🤖 AI Summary
Edge computing demands ultra-low-power, real-time analog neuromorphic computation to mitigate data storage, transmission overhead, and energy consumption—challenges exacerbated by the need for temporal-frequency-selective processing inspired by biological neurons.
Method: This work proposes a CMOS-based asynchronous mixed-signal Resonate-and-Fire (R&F) neuron circuit, integrating resonant dynamics modeling, asynchronous handshake protocols, and scalable frequency-detection units.
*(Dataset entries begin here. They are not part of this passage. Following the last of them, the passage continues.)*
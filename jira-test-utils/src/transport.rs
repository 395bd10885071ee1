//! Scripted transport for exercising the client without a network.
//!
//! [`RecordingTransport`] hands back queued responses in order and records
//! every request it was asked to send, so tests can assert on call counts,
//! URLs and bodies.

use std::collections::VecDeque;
use std::sync::{Arc, Mutex};

use async_trait::async_trait;
use jira_core::{Request, Transport, TransportError, TransportResponse};
use reqwest::StatusCode;

/// What a test saw go out on the wire.
#[derive(Debug, Clone)]
pub struct RecordedRequest {
  pub method: String,
  pub url: String,
  pub headers: Vec<(String, String)>,
  pub body: Option<Vec<u8>>,
}

impl RecordedRequest {
  /// Body decoded as JSON, if any.
  pub fn json_body(&self) -> Option<serde_json::Value> {
    self.body.as_ref().and_then(|body| serde_json::from_slice(body).ok())
  }

  pub fn header(&self, name: &str) -> Option<&str> {
    self
      .headers
      .iter()
      .find(|(k, _)| k.eq_ignore_ascii_case(name))
      .map(|(_, v)| v.as_str())
  }
}

enum Scripted {
  Reply {
    status: StatusCode,
    headers: Vec<(String, String)>,
    body: Vec<u8>,
  },
  Fail(String),
}

#[derive(Default)]
struct State {
  script: VecDeque<Scripted>,
  requests: Vec<RecordedRequest>,
}

/// A [`Transport`] that replays scripted responses and records requests.
///
/// Clones share the same script and recording.
#[derive(Clone, Default)]
pub struct RecordingTransport {
  state: Arc<Mutex<State>>,
}

impl RecordingTransport {
  pub fn new() -> Self {
    Self::default()
  }

  /// Queue a JSON response.
  pub fn push_json(&self, status: u16, body: serde_json::Value) -> &Self {
    let bytes = serde_json::to_vec(&body).expect("Failed to encode scripted JSON body");
    self.push_body(status, vec![("Content-Type".to_string(), "application/json".to_string())], bytes)
  }

  /// Queue a response with raw headers and body.
  pub fn push_body(&self, status: u16, headers: Vec<(String, String)>, body: impl Into<Vec<u8>>) -> &Self {
    let status = StatusCode::from_u16(status).expect("Invalid scripted status code");
    self.lock().script.push_back(Scripted::Reply {
      status,
      headers,
      body: body.into(),
    });
    self
  }

  /// Queue a transport-level failure.
  pub fn push_failure(&self, message: &str) -> &Self {
    self.lock().script.push_back(Scripted::Fail(message.to_string()));
    self
  }

  /// Number of requests sent so far.
  pub fn calls(&self) -> usize {
    self.lock().requests.len()
  }

  pub fn requests(&self) -> Vec<RecordedRequest> {
    self.lock().requests.clone()
  }

  /// Scripted responses not consumed yet.
  pub fn remaining(&self) -> usize {
    self.lock().script.len()
  }

  fn lock(&self) -> std::sync::MutexGuard<'_, State> {
    self.state.lock().unwrap_or_else(|poisoned| poisoned.into_inner())
  }
}

#[async_trait]
impl Transport for RecordingTransport {
  async fn send(&self, request: Request) -> Result<TransportResponse, TransportError> {
    let mut state = self.lock();
    state.requests.push(RecordedRequest {
      method: request.method().to_string(),
      url: request.url().to_string(),
      headers: request.headers().to_vec(),
      body: request.body().map(<[u8]>::to_vec),
    });

    match state.script.pop_front() {
      Some(Scripted::Reply { status, headers, body }) => Ok(TransportResponse::from_bytes(status, headers, body)),
      Some(Scripted::Fail(message)) => Err(TransportError::Other(message)),
      None => Err(TransportError::Other(format!(
        "no scripted response left for {} {}",
        request.method(),
        request.url()
      ))),
    }
  }
}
Contribution/Results: It presents the first hardware implementation of oscillatory R&F neurons tailored for large-scale brain-inspired systems. Silicon validation across typical process corners demonstrates exceptional frequency selectivity, robustness, sub-100 nW per neuron power consumption, and support for high-density asynchronous interconnects. This work establishes a scalable, energy-efficient hardware paradigm for spatiotemporal signal processing at the edge.
📝 Abstract
Analog computing at the edge is an emerging strategy to limit data storage and transmission requirements, as well as energy consumption, and its practical implementation is in its initial stages of development. Translating properties of biological neurons into hardware offers a pathway towards low-power, real-time edge processing. Specifically, resonator neurons offer selectivity to specific frequencies as a potential solution for temporal signal processing. Here, we show a fabricated Complementary Metal-Oxide-Semiconductor (CMOS) mixed-signal Resonate-and-Fire (R&F) neuron circuit implementation that emulates the behavior of these neural cells responsible for controlling oscillations within the central nervous system. We integrate the design with asynchronous handshake capabilities, perform comprehensive variability analyses, and characterize its frequency detection functionality. Our results demonstrate the feasibility of large-scale integration within neuromorphic systems, thereby advancing the exploitation of bio-inspired circuits for efficient edge temporal signal processing.